- _Data under study_:
════════════════════
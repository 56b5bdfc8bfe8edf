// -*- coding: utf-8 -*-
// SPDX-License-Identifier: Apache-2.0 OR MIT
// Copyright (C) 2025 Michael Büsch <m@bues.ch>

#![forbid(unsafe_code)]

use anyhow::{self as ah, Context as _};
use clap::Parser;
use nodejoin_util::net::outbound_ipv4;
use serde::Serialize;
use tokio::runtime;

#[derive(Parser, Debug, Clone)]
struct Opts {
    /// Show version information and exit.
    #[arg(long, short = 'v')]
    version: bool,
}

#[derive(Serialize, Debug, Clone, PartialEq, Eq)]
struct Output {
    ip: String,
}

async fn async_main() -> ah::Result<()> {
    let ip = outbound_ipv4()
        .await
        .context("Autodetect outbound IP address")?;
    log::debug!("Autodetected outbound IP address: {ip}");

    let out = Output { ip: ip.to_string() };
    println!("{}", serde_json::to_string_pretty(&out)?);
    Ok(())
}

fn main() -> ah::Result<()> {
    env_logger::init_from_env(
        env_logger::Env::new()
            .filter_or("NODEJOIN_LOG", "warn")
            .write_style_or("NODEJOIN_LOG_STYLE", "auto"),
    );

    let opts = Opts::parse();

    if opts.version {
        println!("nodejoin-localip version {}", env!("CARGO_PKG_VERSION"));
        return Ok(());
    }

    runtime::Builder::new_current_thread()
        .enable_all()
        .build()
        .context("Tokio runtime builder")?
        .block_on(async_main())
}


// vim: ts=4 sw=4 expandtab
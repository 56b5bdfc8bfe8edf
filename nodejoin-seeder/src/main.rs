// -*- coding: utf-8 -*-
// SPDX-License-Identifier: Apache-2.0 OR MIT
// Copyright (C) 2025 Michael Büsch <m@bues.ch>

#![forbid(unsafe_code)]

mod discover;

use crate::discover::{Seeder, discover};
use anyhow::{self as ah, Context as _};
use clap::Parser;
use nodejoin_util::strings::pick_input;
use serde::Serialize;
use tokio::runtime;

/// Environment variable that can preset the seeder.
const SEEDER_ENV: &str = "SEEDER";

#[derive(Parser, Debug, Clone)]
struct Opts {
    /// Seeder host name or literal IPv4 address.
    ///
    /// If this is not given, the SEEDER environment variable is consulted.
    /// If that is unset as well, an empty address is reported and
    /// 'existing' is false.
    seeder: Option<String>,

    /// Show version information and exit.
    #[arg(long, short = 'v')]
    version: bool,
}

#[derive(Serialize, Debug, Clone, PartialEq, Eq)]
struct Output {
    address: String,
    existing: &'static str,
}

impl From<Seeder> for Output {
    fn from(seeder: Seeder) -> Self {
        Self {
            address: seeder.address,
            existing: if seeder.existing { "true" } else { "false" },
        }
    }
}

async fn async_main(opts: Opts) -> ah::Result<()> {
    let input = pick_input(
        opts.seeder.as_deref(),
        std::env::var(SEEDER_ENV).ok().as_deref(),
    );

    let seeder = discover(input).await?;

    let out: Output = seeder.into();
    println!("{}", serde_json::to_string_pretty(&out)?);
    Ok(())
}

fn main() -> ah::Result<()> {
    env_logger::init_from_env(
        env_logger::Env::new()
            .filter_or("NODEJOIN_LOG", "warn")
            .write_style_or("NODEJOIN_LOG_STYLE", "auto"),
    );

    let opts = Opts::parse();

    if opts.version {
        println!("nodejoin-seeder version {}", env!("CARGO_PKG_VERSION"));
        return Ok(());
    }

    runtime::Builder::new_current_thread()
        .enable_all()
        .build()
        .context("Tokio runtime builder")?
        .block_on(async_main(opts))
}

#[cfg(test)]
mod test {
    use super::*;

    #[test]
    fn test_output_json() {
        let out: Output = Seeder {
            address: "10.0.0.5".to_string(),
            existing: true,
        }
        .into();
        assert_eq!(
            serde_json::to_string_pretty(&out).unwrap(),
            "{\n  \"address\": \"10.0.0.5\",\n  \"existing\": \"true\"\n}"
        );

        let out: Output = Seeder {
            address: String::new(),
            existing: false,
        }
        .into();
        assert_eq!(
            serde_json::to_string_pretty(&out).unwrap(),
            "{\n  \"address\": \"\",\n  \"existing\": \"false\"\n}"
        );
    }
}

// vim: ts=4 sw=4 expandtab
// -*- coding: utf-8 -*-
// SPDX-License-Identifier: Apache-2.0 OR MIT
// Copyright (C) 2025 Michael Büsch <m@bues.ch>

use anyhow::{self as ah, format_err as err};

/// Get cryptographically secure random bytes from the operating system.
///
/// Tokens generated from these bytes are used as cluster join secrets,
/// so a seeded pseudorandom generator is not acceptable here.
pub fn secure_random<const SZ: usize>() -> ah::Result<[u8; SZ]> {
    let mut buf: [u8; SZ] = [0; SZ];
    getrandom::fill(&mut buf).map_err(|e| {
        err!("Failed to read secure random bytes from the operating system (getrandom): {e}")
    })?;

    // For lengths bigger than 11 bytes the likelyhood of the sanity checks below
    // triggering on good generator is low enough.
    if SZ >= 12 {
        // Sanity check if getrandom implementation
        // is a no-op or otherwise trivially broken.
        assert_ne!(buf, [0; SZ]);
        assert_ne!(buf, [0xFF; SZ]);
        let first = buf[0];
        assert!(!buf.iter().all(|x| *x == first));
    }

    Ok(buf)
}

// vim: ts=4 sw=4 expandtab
════════════════════
- _Goal of the exercise_: Wherever "await" appears in the listing, report the line it is on.

- _Answer_:
        .await
    let seeder = discover(input).await?;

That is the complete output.